In a murder trial, to prove that a defendant was guilty the prosecution must establish that:
- The victim was killed;
- The defendant unlawfully caused the death of the victim; and
- The defendant did so with “malice aforethought.”
These are known as the elements of the crime. Elements have been defined for many legal actions. They are the major things which all must be proved in order to establish the prosecution’s (or plaintiff’s) case.
We can by analogy think of the elements of a major business decision. In a board context, where typically management will recommend an option for the board to approve or reject, these are the major things that management must establish to the board’s satisfaction. The recommended option must be:
- Strategically sound;
- Financially sound;
- Operationally sound;
- Prudentially sound (i.e., acceptable from a risk perspective)
- Ethically sound; and
- Legally sound.
These are the minimal conditions; a decision satisfying these conditions would be reasonable or defensible. It may not be the best decision. For that, an additional element point must be established:
- The option is on balance better than any other relevant option across elements 1-6.
These elements are often not independent matters. For example, what counts as financially sound will depend on the organisation’s strategy (and ultimately of course on its purpose).
Each element must in turn be established by argumentation, governed by standard principles of clarity and rigor.
Associated with each element are a series of critical questions. Addressing the critical questions generates supporting arguments or objections. For example, critical questions for strategic soundness might include:
- Is there a wider corporate strategy pertaining to this type of decision?
- If so does the proposed option align with that strategy?
- If there is no wider strategy, or no alignment, is this option nevertheless strategically defensible?
The elements listed above are generic, suiting a typical major business decision. However, just as different crimes have their distinctive sets of elements, so particular categories of business decision would have tailored sets of elements.
The “elements of the case” approach can be used in a variety of ways. It can for example guide the development and structure of the board paper and presentation in which the recommendation is advanced. Or, it might be used within the board meeting to structure attention and discussion.
Thanks Tim! As usual this is an interesting article about a important topic. I scanned it a few days ago and have returned several times and finally something just popped up!

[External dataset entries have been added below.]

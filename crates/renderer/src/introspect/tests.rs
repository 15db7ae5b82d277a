use shadersrc::ShaderStage;

use super::*;
use crate::compiler::{ShaderCompiler, ShaderSource};
use crate::fake::{with_captured_warnings, FakeApi};
use crate::layout::{ProgramLayout, SubroutineUniformLayout, UniformLayout, VariableLayout};
use crate::program::Program;
use crate::uniforms::{Shape, UniformData};

fn transformations() -> ProgramLayout {
    let mut layout = ProgramLayout::default();
    layout.push_block(
        "Transformations",
        0,
        0,
        128,
        vec![
            UniformLayout::in_block("View_Model", GlslType::Mat4, 0, 0),
            UniformLayout::in_block("Projection", GlslType::Mat4, 0, 64),
        ],
    );
    layout
        .inputs
        .push(VariableLayout::new("v_normal", GlslType::Vec3, 0));
    layout
        .outputs
        .push(VariableLayout::new("frag_color", GlslType::Vec4, 0));
    layout
}

fn frame_block() -> ProgramLayout {
    let mut layout = ProgramLayout::default();
    layout.push_block(
        "Frame",
        0,
        1,
        16,
        vec![
            UniformLayout::in_block("Time", GlslType::Float, 0, 0),
            UniformLayout::in_block("Resolution", GlslType::Vec2, 0, 8),
        ],
    );
    layout
}

fn link_fragment(api: &mut FakeApi, compiler: &mut ShaderCompiler, text: &str) -> Program {
    let shader = compiler
        .compile(api, &ShaderSource::new(Some(ShaderStage::Fragment), text), false)
        .unwrap();
    Program::link(api, compiler.graveyard(), &[shader], true).unwrap()
}

#[test]
fn block_member_offsets_are_reflected() {
    let mut api = FakeApi::default();
    api.declare("transforms", transformations());
    let mut compiler = ShaderCompiler::new();
    let mut program = link_fragment(&mut api, &mut compiler, "// layout: transforms\nvoid main(){}");

    let block = program
        .introspector()
        .uniform_block(&api, "Transformations")
        .unwrap();
    assert_eq!(block.data_size(), 128);
    assert_eq!(block.members().len(), 2);

    let view_model = block.find("View_Model").unwrap();
    assert_eq!(view_model.offset, 0);
    assert_eq!(view_model.ty, GlslType::Mat4);
    assert_eq!(view_model.block_index, 0);
    assert_eq!(block.find("Projection").unwrap().offset, 64);
}

#[test]
fn missing_resource_logs_one_warning() {
    let mut api = FakeApi::default();
    api.declare("transforms", transformations());
    let mut compiler = ShaderCompiler::new();
    let mut program = link_fragment(&mut api, &mut compiler, "// layout: transforms\nvoid main(){}");

    let (found, logs) = with_captured_warnings(|| {
        program
            .introspector()
            .find(&api, Interface::Uniform, "NonExistent")
            .cloned()
    });
    assert!(found.is_none());
    assert_eq!(logs.matches("resource not found").count(), 1);
    assert!(logs.contains("NonExistent"));

    // The program stays usable afterwards.
    assert!(program
        .introspector()
        .get(&api, Interface::Uniform, "View_Model")
        .is_some());
}

#[test]
fn quiet_lookup_and_assign_do_not_warn() {
    let mut api = FakeApi::default();
    api.declare("frame", frame_block());
    let mut compiler = ShaderCompiler::new();
    let mut program = link_fragment(&mut api, &mut compiler, "// layout: frame\nvoid main(){}");

    let (assigned, logs) = with_captured_warnings(|| {
        let introspector = program.introspector();
        assert!(introspector.get(&api, Interface::Uniform, "Light").is_none());
        introspector.assign(&mut api, "LightPosition", [1.0f32, 2.0, 3.0])
    });
    assert!(!assigned);
    assert!(logs.is_empty(), "unexpected output: {logs}");
    assert!(api.uniform_writes().is_empty());
}

#[test]
fn interfaces_are_loaded_on_first_use() {
    let mut api = FakeApi::default();
    api.declare("transforms", transformations());
    let mut compiler = ShaderCompiler::new();
    let mut program = link_fragment(&mut api, &mut compiler, "// layout: transforms\nvoid main(){}");

    let introspector = program.introspector();
    assert!(!introspector.is_loaded(Interface::Uniform));
    introspector.get(&api, Interface::Uniform, "View_Model");
    assert!(introspector.is_loaded(Interface::Uniform));
    assert!(!introspector.is_loaded(Interface::UniformBlock));
    assert!(!introspector.is_loaded(Interface::SubroutineUniform(ShaderStage::Fragment)));

    introspector.subroutine_uniforms(&api, ShaderStage::Fragment);
    assert!(introspector.is_loaded(Interface::SubroutineUniform(ShaderStage::Fragment)));
    assert!(!introspector.is_loaded(Interface::SubroutineUniform(ShaderStage::Vertex)));
}

#[test]
fn names_are_unique_within_an_interface() {
    let mut api = FakeApi::default();
    api.declare("frame", frame_block());
    let mut compiler = ShaderCompiler::new();
    // Both layout lines pull in the same block; the link merges it by name.
    let mut program = link_fragment(
        &mut api,
        &mut compiler,
        "// layout: frame\n// layout: frame\nvoid main(){}",
    );
    let introspector = program.introspector();
    let uniforms = introspector.resources(&api, Interface::Uniform);
    let mut names: Vec<&str> = uniforms.iter().map(|r| r.name.as_str()).collect();
    names.sort_unstable();
    names.dedup();
    assert_eq!(names.len(), uniforms.len());
}

#[test]
fn duplicate_reports_keep_the_first_entry() {
    let mut first = Resource::new(0, "Time");
    first.location = 4;
    let mut second = Resource::new(1, "Time");
    second.location = 9;
    let (resources, logs) = with_captured_warnings(|| {
        InterfaceResources::from_resources(Interface::Uniform, vec![first, second])
    });
    assert_eq!(resources.get("Time").map(|r| r.location), Some(4));
    assert!(logs.contains("duplicate resource name"));
}

#[test]
fn assign_forwards_to_reflected_location() {
    let mut api = FakeApi::default();
    api.declare("frame", frame_block());
    let mut compiler = ShaderCompiler::new();
    let mut program = link_fragment(&mut api, &mut compiler, "// layout: frame\nvoid main(){}");
    let id = program.id();

    let introspector = program.introspector();
    assert!(introspector.assign(&mut api, "Time", 1.5f32));
    assert!(introspector.assign(&mut api, "Resolution", [640.0f32, 480.0]));

    let writes = api.uniform_writes();
    assert_eq!(writes.len(), 2);
    assert_eq!(writes[0].0, id);
    assert_eq!(writes[0].1, 0);
    assert_eq!(writes[0].2.data, UniformData::Float(vec![1.5]));
    assert_eq!(writes[1].1, 1);
    assert_eq!(writes[1].2.shape, Shape::Vector(2));
}

#[test]
fn subroutine_uniforms_list_compatible_functions() {
    let mut layout = ProgramLayout::default();
    let fragment = ShaderStage::Fragment.index();
    layout.subroutines[fragment] = vec!["lambert".into(), "phong".into(), "toon".into()];
    layout.subroutine_uniforms[fragment].push(SubroutineUniformLayout {
        name: "shade".into(),
        location: 0,
        array_size: 1,
        compatible: vec![0, 2],
    });
    let mut api = FakeApi::default();
    api.declare("shading", layout);
    let mut compiler = ShaderCompiler::new();
    let mut program = link_fragment(&mut api, &mut compiler, "// layout: shading\nvoid main(){}");

    let introspector = program.introspector();
    let uniforms = introspector.subroutine_uniforms(&api, ShaderStage::Fragment);
    assert_eq!(uniforms.len(), 1);
    assert_eq!(uniforms[0].name, "shade");
    assert_eq!(uniforms[0].compatible_subroutines, vec!["lambert", "toon"]);
    assert!(uniforms[0].is_referenced_by(ShaderStage::Fragment));
    assert!(introspector
        .subroutine_uniforms(&api, ShaderStage::Vertex)
        .is_empty());
}

#[test]
fn summary_serialises_every_interface() {
    let mut api = FakeApi::default();
    api.declare("transforms", transformations());
    let mut compiler = ShaderCompiler::new();
    let mut program = link_fragment(&mut api, &mut compiler, "// layout: transforms\nvoid main(){}");

    let report = program.introspector().summary(&api);
    let json = serde_json::to_value(&report).unwrap();
    assert_eq!(json["uniform_blocks"][0]["name"], "Transformations");
    assert_eq!(json["uniform_blocks"][0]["data_size"], 128);
    assert_eq!(
        json["uniform_blocks"][0]["members"][0]["name"],
        "View_Model"
    );
    assert_eq!(json["uniform_blocks"][0]["members"][0]["offset"], 0);
    assert_eq!(json["inputs"][0]["type"], "vec3");
    assert_eq!(json["outputs"][0]["location"], 0);
    assert_eq!(json["uniforms"][1]["referenced_by"], serde_json::json!(["fragment"]));
    assert!(json.get("subroutine_uniforms").is_none());
}
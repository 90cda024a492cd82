// ai
//! 📄 CSV codec — rows in, bytes out, and back again.
//!
//! Header row first (even with zero rows), empty cells for `None`, no index column. The crawler infers the
//! table schema from this header, so field order in the record structs IS the schema.

use std::path::Path;

use anyhow::{Context, Result};
use serde::Serialize;
use serde::de::DeserializeOwned;

use crate::common::{BronzeRecord, SilverRecord};

/// 🏷️ A row type with a fixed column list, so even zero rows still get a header.
pub trait CsvRecord: Serialize {
    const COLUMNS: &'static [&'static str];
}

impl CsvRecord for BronzeRecord {
    const COLUMNS: &'static [&'static str] = &["id", "symbol", "current_price", "market_cap", "total_volume", "timestamp"];
}

impl CsvRecord for SilverRecord {
    const COLUMNS: &'static [&'static str] = &[
        "id",
        "symbol",
        "current_price",
        "market_cap",
        "total_volume",
        "timestamp",
        "price_to_volume_ratio",
        "market_cap_category",
        "processed_timestamp",
    ];
}

/// 📤 Serialize rows into CSV bytes. The header is always written, rows or not.
pub fn encode_csv<T: CsvRecord>(rows: &[T]) -> Result<Vec<u8>> {
    let mut writer = csv::Writer::from_writer(Vec::new());
    if rows.is_empty() {
        // -- 📭 serde only learns the header from the first row, and there isn't one
        writer
            .write_record(T::COLUMNS)
            .context("💀 Could not even write the header. Impressive, in a bad way.")?;
    }
    for row in rows {
        writer
            .serialize(row)
            .context("💀 A row refused to become CSV. Commas were involved. Probably.")?;
    }
    writer
        .into_inner()
        .context("💀 The CSV writer would not let go of its buffer. Separation anxiety.")
}

/// 📥 Parse CSV bytes (with header) into rows. Empty cells become `None`.
pub fn decode_csv<T: DeserializeOwned>(bytes: &[u8]) -> Result<Vec<T>> {
    let mut reader = csv::Reader::from_reader(bytes);
    let the_rows: Result<Vec<T>> = reader
        .deserialize()
        .enumerate()
        .map(|(index, row)| {
            // -- 📏 +2: one for the header, one because humans count from 1
            row.with_context(|| format!("💀 CSV row {} did not match the expected columns", index + 2))
        })
        .collect();
    the_rows
}

/// 💾 Write rows to a local CSV file, creating parent directories as needed.
pub async fn write_csv_file<T: CsvRecord>(path: &Path, rows: &[T]) -> Result<()> {
    if let Some(parent) = path.parent() {
        tokio::fs::create_dir_all(parent).await.with_context(|| {
            format!(
                "💀 Could not create '{}'. The directory said no. Permissions, probably.",
                parent.display()
            )
        })?;
    }
    let the_bytes = encode_csv(rows)?;
    tokio::fs::write(path, the_bytes)
        .await
        .with_context(|| format!("💀 Could not write the CSV to '{}'", path.display()))
}
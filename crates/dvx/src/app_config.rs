//! 🔧 App Configuration — the sacred TOML-to-struct pipeline.
//!
//! 📡 "Config not found: We looked everywhere. Under the couch. Behind the fridge.
//! In the junk drawer. Nothing." — every developer at 3am 🦆
//!
//! 🏗️ Powered by Figment. Three layers, later wins:
//!   1. the plain env names the scheduled deployment already exports
//!      (`AWS_REGION`, `AWS_S3_BRONZE_BUCKET`, `AWS_S3_SILVER_BUCKET`, `GLUE_CRAWLER_NAME`)
//!   2. `DVX_*` env vars, `__` for nesting (`DVX_STORAGE__BRONZE_BUCKET`)
//!   3. the TOML file, if one was given

use std::path::Path;

use anyhow::Context;
use figment::{
    Figment,
    providers::{Env, Format, Toml},
};
use serde::Deserialize;
use tracing::info;

use crate::backends::s3::default_region;
use crate::backends::{CatalogConfig, CoinGeckoSourceConfig, QueryConfig, StorageConfig};
use crate::metadata_log::MetadataConfig;

/// 🗺️ Plain env names → dotted config paths. These predate the `DVX_` prefix.
const LEGACY_ENV_KEYS: &[(&str, &str)] = &[
    ("AWS_REGION", "storage.region"),
    ("AWS_S3_BRONZE_BUCKET", "storage.bronze_bucket"),
    ("AWS_S3_SILVER_BUCKET", "storage.silver_bucket"),
    ("GLUE_CRAWLER_NAME", "catalog.crawler_name"),
];

/// 📦 Everything the pipeline needs to know about itself.
///
/// Only `storage` is mandatory (the bucket names). Every other section has
/// defaults that match the scheduled six-hourly run.
#[derive(Debug, Deserialize, Clone)]
pub struct AppConfig {
    #[serde(default)]
    pub market_api: CoinGeckoSourceConfig,
    pub storage: StorageConfig,
    #[serde(default)]
    pub metadata: MetadataConfig,
    #[serde(default)]
    pub catalog: CatalogConfig,
    #[serde(default)]
    pub query: QueryConfig,
    #[serde(default)]
    pub runtime: RuntimeConfig,
}

/// ⚙️ Step-level retry policy for `dvx run`. The per-call retries (fetch, upload)
/// live inside the stages; this is the outer loop the scheduler used to own.
#[derive(Debug, Deserialize, Clone, PartialEq)]
pub struct RuntimeConfig {
    /// 🔄 extra attempts per stage after the first failure
    #[serde(default = "default_step_retries")]
    pub step_retries: u32,
    /// ⏳ fixed pause between stage attempts
    #[serde(default = "default_step_retry_delay_secs")]
    pub step_retry_delay_secs: u64,
}

fn default_step_retries() -> u32 {
    2
}

fn default_step_retry_delay_secs() -> u64 {
    180
}

impl Default for RuntimeConfig {
    fn default() -> Self {
        Self {
            step_retries: default_step_retries(),
            step_retry_delay_secs: default_step_retry_delay_secs(),
        }
    }
}

/// 🧰 The slice of config that `inspect` and `sanity-check` read. No buckets required:
/// checking credentials should not depend on knowing where the data goes.
#[derive(Debug, Deserialize, Clone, Default)]
pub struct ToolConfig {
    #[serde(default)]
    pub storage: RegionConfig,
    #[serde(default)]
    pub metadata: MetadataConfig,
}

/// 🌎 Just the region out of `[storage]`. The bucket names, if present, are ignored.
#[derive(Debug, Deserialize, Clone, PartialEq)]
pub struct RegionConfig {
    #[serde(default = "default_region")]
    pub region: String,
}

impl Default for RegionConfig {
    fn default() -> Self {
        Self {
            region: default_region(),
        }
    }
}

/// 🏚️ The base layer: the unprefixed env names, renamed to where they live now.
fn legacy_env() -> Env {
    Env::raw().filter_map(|key| {
        LEGACY_ENV_KEYS
            .iter()
            .find(|(legacy, _)| key == *legacy)
            .map(|(_, dotted)| (*dotted).into())
    })
}

/// 🥞 Every layer, stacked. Later merges win.
fn layered(config_file_name: Option<&Path>) -> Figment {
    let config = Figment::new()
        .merge(legacy_env())
        .merge(Env::prefixed("DVX_").split("__"));

    match config_file_name {
        Some(file_name) => config.merge(Toml::file(file_name)),
        None => config,
    }
}

fn context_msg(config_file_name: Option<&Path>) -> String {
    match config_file_name {
        Some(path) => format!(
            "💀 Failed to parse configuration from file '{}' and environment variables (DVX_*, AWS_S3_*_BUCKET, AWS_REGION, GLUE_CRAWLER_NAME). \
             The file exists in our hearts, but apparently not in the shape we need.",
            path.display()
        ),
        None => "💀 Failed to parse configuration from environment variables (DVX_*, AWS_S3_*_BUCKET, AWS_REGION, GLUE_CRAWLER_NAME). \
                 No file was provided — this one's all on the environment. Classic."
            .to_string(),
    }
}

/// 🚀 Load the config — from env vars, and a TOML file if one was given.
///
/// 📐 `config_file_name` None → env vars only. Some → env vars + TOML, TOML wins on conflicts.
///
/// 💀 Errors name the layers that were consulted, so "missing field `bronze_bucket`"
/// comes with a hint about where it could have come from.
pub fn load_config(config_file_name: Option<&Path>) -> anyhow::Result<AppConfig> {
    info!(
        "🔧 Loading configuration: {:#?}",
        config_file_name.unwrap_or(Path::new(""))
    );
    layered(config_file_name)
        .extract()
        .with_context(|| context_msg(config_file_name))
}

/// 🧰 Same layers as `load_config`, read into `ToolConfig`. Works with no buckets configured.
pub fn load_tool_config(config_file_name: Option<&Path>) -> anyhow::Result<ToolConfig> {
    layered(config_file_name)
        .extract()
        .with_context(|| context_msg(config_file_name))
}

#[cfg(test)]
mod tests {
    use super::*;
    use figment::Jail;

    #[test]
    fn the_one_where_a_minimal_file_gets_every_default() {
        Jail::expect_with(|jail| {
            jail.create_file(
                "dvx.toml",
                r#"
                [storage]
                bronze_bucket = "raw-coins"
                silver_bucket = "clean-coins"
                "#,
            )?;

            let app_config = load_config(Some(Path::new("dvx.toml"))).map_err(|e| format!("{e:#}"))?;

            assert_eq!(app_config.market_api, CoinGeckoSourceConfig::default());
            assert_eq!(app_config.market_api.per_page, 10);
            assert_eq!(app_config.market_api.retry.max_attempts, 3);
            assert_eq!(app_config.storage.bronze_bucket, "raw-coins");
            assert_eq!(app_config.storage.upload_retry.max_attempts, 3);
            assert_eq!(app_config.metadata.db_path, Path::new("metadata.db"));
            assert_eq!(app_config.catalog, CatalogConfig::default());
            assert_eq!(app_config.query.workgroup, "primary");
            assert_eq!(app_config.runtime, RuntimeConfig::default());
            assert_eq!(app_config.runtime.step_retry_delay_secs, 180);
            Ok(())
        });
    }

    #[test]
    fn the_one_where_the_old_env_names_still_answer_the_phone() {
        Jail::expect_with(|jail| {
            jail.set_env("AWS_REGION", "eu-west-1");
            jail.set_env("AWS_S3_BRONZE_BUCKET", "legacy-bronze");
            jail.set_env("AWS_S3_SILVER_BUCKET", "legacy-silver");
            jail.set_env("GLUE_CRAWLER_NAME", "crypto_silver_crawler");

            let app_config = load_config(None).map_err(|e| format!("{e:#}"))?;

            assert_eq!(app_config.storage.region, "eu-west-1");
            assert_eq!(app_config.storage.bronze_bucket, "legacy-bronze");
            assert_eq!(app_config.storage.silver_bucket, "legacy-silver");
            assert_eq!(app_config.catalog.crawler_name.as_deref(), Some("crypto_silver_crawler"));
            Ok(())
        });
    }

    #[test]
    fn the_one_where_prefixed_env_beats_legacy_and_the_file_beats_both() {
        Jail::expect_with(|jail| {
            jail.set_env("AWS_S3_BRONZE_BUCKET", "legacy-bronze");
            jail.set_env("AWS_S3_SILVER_BUCKET", "legacy-silver");
            jail.set_env("DVX_STORAGE__BRONZE_BUCKET", "prefixed-bronze");
            jail.set_env("DVX_RUNTIME__STEP_RETRIES", "5");
            jail.create_file(
                "dvx.toml",
                r#"
                [storage]
                silver_bucket = "file-silver"

                [market_api]
                per_page = 25
                "#,
            )?;

            let app_config = load_config(Some(Path::new("dvx.toml"))).map_err(|e| format!("{e:#}"))?;

            assert_eq!(app_config.storage.bronze_bucket, "prefixed-bronze");
            assert_eq!(app_config.storage.silver_bucket, "file-silver");
            assert_eq!(app_config.runtime.step_retries, 5);
            assert_eq!(app_config.market_api.per_page, 25);
            Ok(())
        });
    }

    #[test]
    fn the_one_where_the_tools_need_no_buckets() {
        Jail::expect_with(|jail| {
            jail.set_env("AWS_REGION", "ap-southeast-2");
            jail.set_env("DVX_METADATA__DB_PATH", "audit/metadata.db");

            let the_tool_config = load_tool_config(None).map_err(|e| format!("{e:#}"))?;

            assert_eq!(the_tool_config.storage.region, "ap-southeast-2");
            assert_eq!(the_tool_config.metadata.db_path, Path::new("audit/metadata.db"));
            Ok(())
        });
    }

    #[test]
    fn the_one_where_an_empty_environment_still_has_a_region() {
        Jail::expect_with(|_jail| {
            let the_tool_config = load_tool_config(None).map_err(|e| format!("{e:#}"))?;
            assert_eq!(the_tool_config.storage, RegionConfig::default());
            assert_eq!(the_tool_config.storage.region, "us-east-1");
            assert_eq!(the_tool_config.metadata.db_path, Path::new("metadata.db"));
            Ok(())
        });
    }

    #[test]
    fn the_one_where_no_buckets_means_no_pipeline() {
        Jail::expect_with(|_jail| {
            let the_err = load_config(None).expect_err("💀 buckets are not optional");
            assert!(format!("{the_err:#}").contains("DVX_"));
            Ok(())
        });
    }
}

These two examples are quite interesting partly because they are united – consequentially in the future. One persons (or more for that matter) liberty is at stake and in anothers ones purse.
But what perchance is the analogy in them? The first instance is an ‘Effect-cause’ case and the second case is an almost arbitary list of categories. How do you prove soundness going forward? Unless you are dangerouly adopting dubious dated norms wholesale not so easy.
Perhaps an alternative structure would be a Cause-effect structure. Where the business fundamentally shifts that landscape, ideally without being seen. In this scenario advantages above the base survival lever are so compelling that other options rarely compare.
Thanks Circolo. Interesting suggestion, though I’d resist the idea that the elements in the major business decision case are “an almost arbitrary list of categories”. In fact these are the dimensions that are recognized in practice, sometimes explicitly but often implicitly, as being the major ones that must be considered. They are rooted in the nature of business decisions in a society such as ours.
You might wish to familiarise yourself with Inductive and Deductive Reasoning, another of the tools described in Barbara Minto’s ‘The Pyramid Principle’.
Your examples are, I think, based on Inductive Reasoning. The essence is that all points must be proved in order to establish the case. Therefore it is important that they are all MECE and of the same type.
Deductive Reasoning is what Sherlock Holmes is famous for!
Thanks Charles. I actually am familiar with what Minto has written about inductive versus deductive reasoning, but didn’t find it very useful. She uses those terms very differently from the way they are standardly used in logic and philosophy of science, and there are within those disciplines far more extensive and insightful bodies of knowledge about those types of reasoning than is found in Minto’s book. Also, whatever they might be called, Sherlock Holmes signature inferences tend to be abductive rather than deductive.
Tim, do you mean by “each element… supported by argumentation” that each element has an argumentation process, or that a sound argument needs underpin the element’s contribution to the decision?
With the first meaning, I wonder why “each element” and not “all elements”, because I can envisage an single argumentation process that supports all elements.
With the second meaning, I wonder whether the *process* is underemphasised. That is, suppose two boards, one of which is unfairly influenced by a dominant interest and the other is democratically balanced. In either case, the recommended option can be sound by all listed criteria and supported by sound arguments. However, decision by the first board may be unsound by virtue of the flawed decision process.
Hi RdR, Good point. I think I mean both – that each element should be supported by a strong overall case (not just “a sound argument”) resulting from an appropriate process of argumentation.